◆ **Material supplied**
use clap::Parser;
use std::path::PathBuf;

#[derive(Parser, Debug)]
#[command(name = "loudpress", about = "Dynamic range compression and LUFS loudness normalization")]
pub struct Cli {
    /// Input audio file (WAV, MP3, FLAC, OGG, AAC)
    pub input: Option<PathBuf>,

    /// Output WAV file
    #[arg(short, long, default_value = "output.wav")]
    pub output: PathBuf,

    /// Config file path (auto-detected when omitted)
    #[arg(short, long)]
    pub config: Option<PathBuf>,

    /// JSON analysis profile driving adaptive compressor parameters
    #[arg(short, long)]
    pub analysis: Option<PathBuf>,

    /// Compression threshold in dBFS
    #[arg(short, long)]
    pub threshold: Option<f64>,

    /// Compression ratio (e.g. 3.0 = 3:1)
    #[arg(short, long)]
    pub ratio: Option<f64>,

    /// Attack time in milliseconds
    #[arg(long)]
    pub attack: Option<f64>,

    /// Release time in milliseconds
    #[arg(long)]
    pub release: Option<f64>,

    /// Soft knee width in dB (0 = hard knee)
    #[arg(short, long)]
    pub knee: Option<f64>,

    /// Target integrated loudness in LUFS
    #[arg(long)]
    pub target_lufs: Option<f64>,

    /// Sample peak ceiling in dBFS for the normalizer
    #[arg(long)]
    pub ceiling: Option<f64>,

    /// Skip loudness normalization (compress only)
    #[arg(long)]
    pub no_normalize: bool,

    /// Skip compression (normalize only)
    #[arg(long)]
    pub no_compress: bool,
}
mod analysis;
mod audio;
mod cli;
mod config;
mod dynamics;
mod error;
mod level;
mod loudness;
mod normalize;
mod pipeline;
mod report;

use anyhow::{Context, Result};
use clap::Parser;

use cli::Cli;
use dynamics::CompressorParams;
use pipeline::PipelineParams;

fn main() -> Result<()> {
    env_logger::Builder::from_env(env_logger::Env::default().default_filter_or("info"))
        .format_timestamp_millis()
        .init();

    let cli = Cli::parse();

    // Load config: explicit --config path, or auto-detect loudpress.toml / global config
    let config_path = cli.config.clone().or_else(|| {
        let local = std::path::PathBuf::from("loudpress.toml");
        if local.exists() {
            return Some(local);
        }
        if let Some(home) = dirs::home_dir() {
            let xdg = home.join(".config").join("loudpress").join("config.toml");
            if xdg.exists() {
                return Some(xdg);
            }
        }
        if let Some(config_dir) = dirs::config_dir() {
            let platform = config_dir.join("loudpress").join("config.toml");
            if platform.exists() {
                return Some(platform);
            }
        }
        None
    });
    let cfg = match config_path {
        Some(ref path) => match config::load_config(path) {
            Some(cfg) => {
                log::info!("Loaded config from {}", path.display());
                cfg
            }
            None => {
                log::warn!("Failed to load config from {}", path.display());
                config::Config::default()
            }
        },
        None => config::Config::default(),
    };

    // Optional analysis profile with adaptive parameter suggestions
    let (profile, adaptive) = match cli.analysis {
        Some(ref path) => {
            let profile = analysis::load_profile(path)?;
            let metadata = profile.metadata();
            log::info!("Analysis profile: {}", path.display());
            if let Some(dr) = metadata.dynamic_range_db {
                log::info!("  Dynamic range: {:.1} dB", dr);
            }
            if let Some(bw) = metadata.bandwidth_hz {
                log::info!("  Bandwidth: {:.0} Hz", bw);
            }
            if let Some(gate) = metadata.gate_threshold_db {
                log::info!("  Noise gate threshold: {:.1} dB", gate);
            }
            let adaptive = analysis::adaptive_params(&metadata);
            (profile, adaptive)
        }
        None => (
            analysis::AnalysisProfile::default(),
            analysis::AdaptiveParams::default(),
        ),
    };

    // Precedence: CLI flag > profile compression value > adaptive suggestion
    // > config/default.
    let threshold = cli
        .threshold
        .or(profile.compression.threshold)
        .or(adaptive.threshold)
        .unwrap_or(cfg.compressor.threshold_db);
    let ratio = cli
        .ratio
        .or(profile.compression.ratio)
        .or(adaptive.ratio)
        .unwrap_or(cfg.compressor.ratio);
    let attack = cli
        .attack
        .or(profile.compression.attack)
        .or(adaptive.attack)
        .unwrap_or(cfg.compressor.attack_ms);
    let release = cli
        .release
        .or(profile.compression.release)
        .or(adaptive.release)
        .unwrap_or(cfg.compressor.release_ms);
    let knee = cli.knee.unwrap_or(cfg.compressor.knee_db);
    let target_lufs = cli.target_lufs.unwrap_or(cfg.loudness.target_lufs);
    let ceiling_db = cli.ceiling.unwrap_or(cfg.loudness.ceiling_db);

    let input = cli.input.as_ref().context("Input audio file is required")?;
    if !input.exists() {
        anyhow::bail!("Input file not found: {}", input.display());
    }

    log::info!("loudpress - dynamic range compression and loudness normalization");
    log::info!("Input: {}", input.display());
    log::info!("Output: {}", cli.output.display());

    // 1. Decode audio
    log::info!("Decoding audio...");
    let input_audio = audio::decode::decode_audio(input)?;
    log::info!("Duration: {:.2}s", input_audio.duration_secs());

    // 2. Assemble and validate parameters (fail fast, before processing)
    let compressor = if cli.no_compress {
        None
    } else {
        let params = CompressorParams::new(threshold, ratio, knee, attack, release)?;
        log::info!("Compressor settings:");
        log::info!("  Threshold: {} dB", params.threshold_db);
        log::info!("  Ratio: {}:1", params.ratio);
        log::info!("  Attack: {} ms", params.attack_ms);
        log::info!("  Release: {} ms", params.release_ms);
        log::info!("  Knee: {} dB", params.knee_db);
        Some(params)
    };
    let target = if cli.no_normalize {
        log::info!("Skipping loudness normalization (--no-normalize)");
        None
    } else {
        log::info!("Target loudness: {} LUFS (ceiling {} dBFS)", target_lufs, ceiling_db);
        Some(target_lufs)
    };

    // 3. Run the processing core
    log::info!("Processing...");
    let outcome = pipeline::run(
        input_audio,
        &PipelineParams {
            compressor,
            target_lufs: target,
            ceiling_db,
        },
    )?;

    // 4. Report
    report::log_signal_stats("Original", &outcome.pre_stats);
    if let Some(ref compression) = outcome.compression {
        report::log_compression(compression);
        report::log_signal_stats("Compressed", &outcome.post_compression_stats);
    }
    if let Some(ref normalization) = outcome.normalization {
        report::log_normalization(normalization, target_lufs);
    }
    report::log_signal_stats("Final", &outcome.final_stats);

    // 5. Write output
    log::info!("Writing output...");
    audio::wav::write_wav(&cli.output, &outcome.audio)?;

    report::print_summary(
        &input.display().to_string(),
        &cli.output.display().to_string(),
        &outcome.pre_stats,
        &outcome.final_stats,
    );

    log::info!("Done! Output: {}", cli.output.display());
    Ok(())
}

◆ **Exercise brief**
Using the listing, count the lines holding the word "anyhow" and write down that number alone.

◆ **Written solution**
2